Submitted to: Pest Management Science
Publication Type: Peer Reviewed Journal
Publication Acceptance Date: 12/4/2008
Publication Date: 5/1/2009
Citation: Heath, R.R., Lavallee, S.L., Schnell, E.Q., Midgarden, D.G., Epsky, N.D. 2009. Laboratory and field cage studies on female-targeted attract-and-kill bait stations for Anastrepha suspensa (Diptera: Tephritidae). Pest Management Science. 65:672-677. Interpretive Summary: Many tephritid fruit flies pose a serious threat to fruit and vegetable production and export worldwide. Current techniques for tephritid population suppression and eradication include ground and aerial bait application, but there are public concern regarding environmental effects and adverse effects on non-target organisms with insecticidal bait sprays. Therefore scientists at the Subtropical Horticultural Research Station developed a formulation to be used for bait stations, defined as discrete containers of attractants and toxins that target specific pests, for tephritid control. The formulation includes a matrix consisting on a wax, a hardener and an emulsifier that can be used with a variety of insecticides and other additives to provide visual cues, feeding stimulants and attractants. Laboratory and field tests with the Caribbean fruit in Florida demonstrated that the bait stations are attractive for and can be used to kill these fruit flies, and that bait stations remain effective for at least two months even when exposed to outdoor conditions. The availability of fruit fly bait stations will afford an additional tool for use in developing management strategies for these invasive pests. They may be used by homeowners, commercial growers and action agencies to provide an alternative to broadcast pesticide application.
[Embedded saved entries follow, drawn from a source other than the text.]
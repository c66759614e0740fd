//! Array rules. Lengths are element counts.

use serde_json::Value;

use crate::keys::array::{EVERY, IN_RANGE, LENGTH, MAX_LENGTH, MIN_LENGTH, SOME, TYPE};
use crate::validator::{to_validator, to_validator_with_args, Validator};

fn items(value: &Value, holds: impl Fn(&[Value]) -> bool) -> bool {
    value.as_array().map_or(true, |items| holds(items))
}

/// Fails on anything that is not a JSON array.
pub fn is_array() -> Validator {
    to_validator(TYPE, |value, _| value.is_array())
}

/// At least `min` items.
pub fn min_length(min: usize) -> Validator {
    to_validator_with_args(MIN_LENGTH, |min: &usize, value, _| {
        items(value, |items| items.len() >= *min)
    })(min)
}

/// At most `max` items.
pub fn max_length(max: usize) -> Validator {
    to_validator_with_args(MAX_LENGTH, |max: &usize, value, _| {
        items(value, |items| items.len() <= *max)
    })(max)
}

/// Exactly `len` elements.
pub fn length(len: usize) -> Validator {
    to_validator_with_args(LENGTH, |len: &usize, value, _| {
        items(value, |items| items.len() == *len)
    })(len)
}

/// `min <= len <= max`. Reports `[min, max]`.
pub fn in_range(min: usize, max: usize) -> Validator {
    to_validator_with_args(IN_RANGE, |bounds: &Vec<usize>, value, _| {
        items(value, |items| bounds[0] <= items.len() && items.len() <= bounds[1])
    })(vec![min, max])
}

/// Every element satisfies `predicate`. Reports no arguments.
///
/// # Example
///
/// ```rust
/// use specimen::{validators::array, Params};
/// use serde_json::json;
///
/// let positives = array::every(|item| item.as_f64().map_or(false, |n| n > 0.0));
/// assert!(positives.check(&json!([1, 2]), &Params::default()).is_none());
/// assert!(positives.check(&json!([1, -2]), &Params::default()).is_some());
/// ```
pub fn every<P>(predicate: P) -> Validator
where
    P: Fn(&Value) -> bool + Send + Sync + 'static,
{
    to_validator(EVERY, move |value, _| items(value, |items| items.iter().all(&predicate)))
}

/// At least one element satisfies `predicate`; an empty array fails.
pub fn some<P>(predicate: P) -> Validator
where
    P: Fn(&Value) -> bool + Send + Sync + 'static,
{
    to_validator(SOME, move |value, _| items(value, |items| items.iter().any(&predicate)))
}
Technical Abstract: A matrix was developed for use as a base for bait station for pest tephritid fruit flies. The matrix consists of a wax, a hardener and emulsifier, and can be used with a variety of insecticides and other additives. Bait stations were formed into plugs to approximate a sphere shape or into strips of approximate a leaf shape. Additionally, green food coloring was added as a visual cue, corn syrup and sugar were incorporated as feeding stimulants, and ammonium acetate added as an attractant. Tests were conducted in Florida with adult females of the Caribbean fruit fly, Anastrepha suspensa (Loew). Laboratory bioassays confirmed that bait stations containing avermectin, methomyl, spinosad and phloxine B killed more female A. suspensa than bait stations with triguard or without insecticide (control). The addition of 4% ammonium acetate to bait station plugs resulted in attraction equivalent to a commercially available controlled release system when field tested in wild populations of A. suspensa. There was no difference in mortality with bait station plugs versus bait station strips. Field cage studies demonstrated significant mortality occurred when A. suspensa were exposed to bait stations containing either 1% spinosad or 1% methomyl compared to bait stations without a toxicant. Bait stations used in these tests were exposed to environmental conditions by placing them in trees at the ARS station in Miami, FL, between tests. There was no loss in efficacy despite exposure to over 360 mm of rainfall over the 56 d of the study, indicating that the bait stations could provide population suppression for at least one to two months when used in tropical and subtropical environments.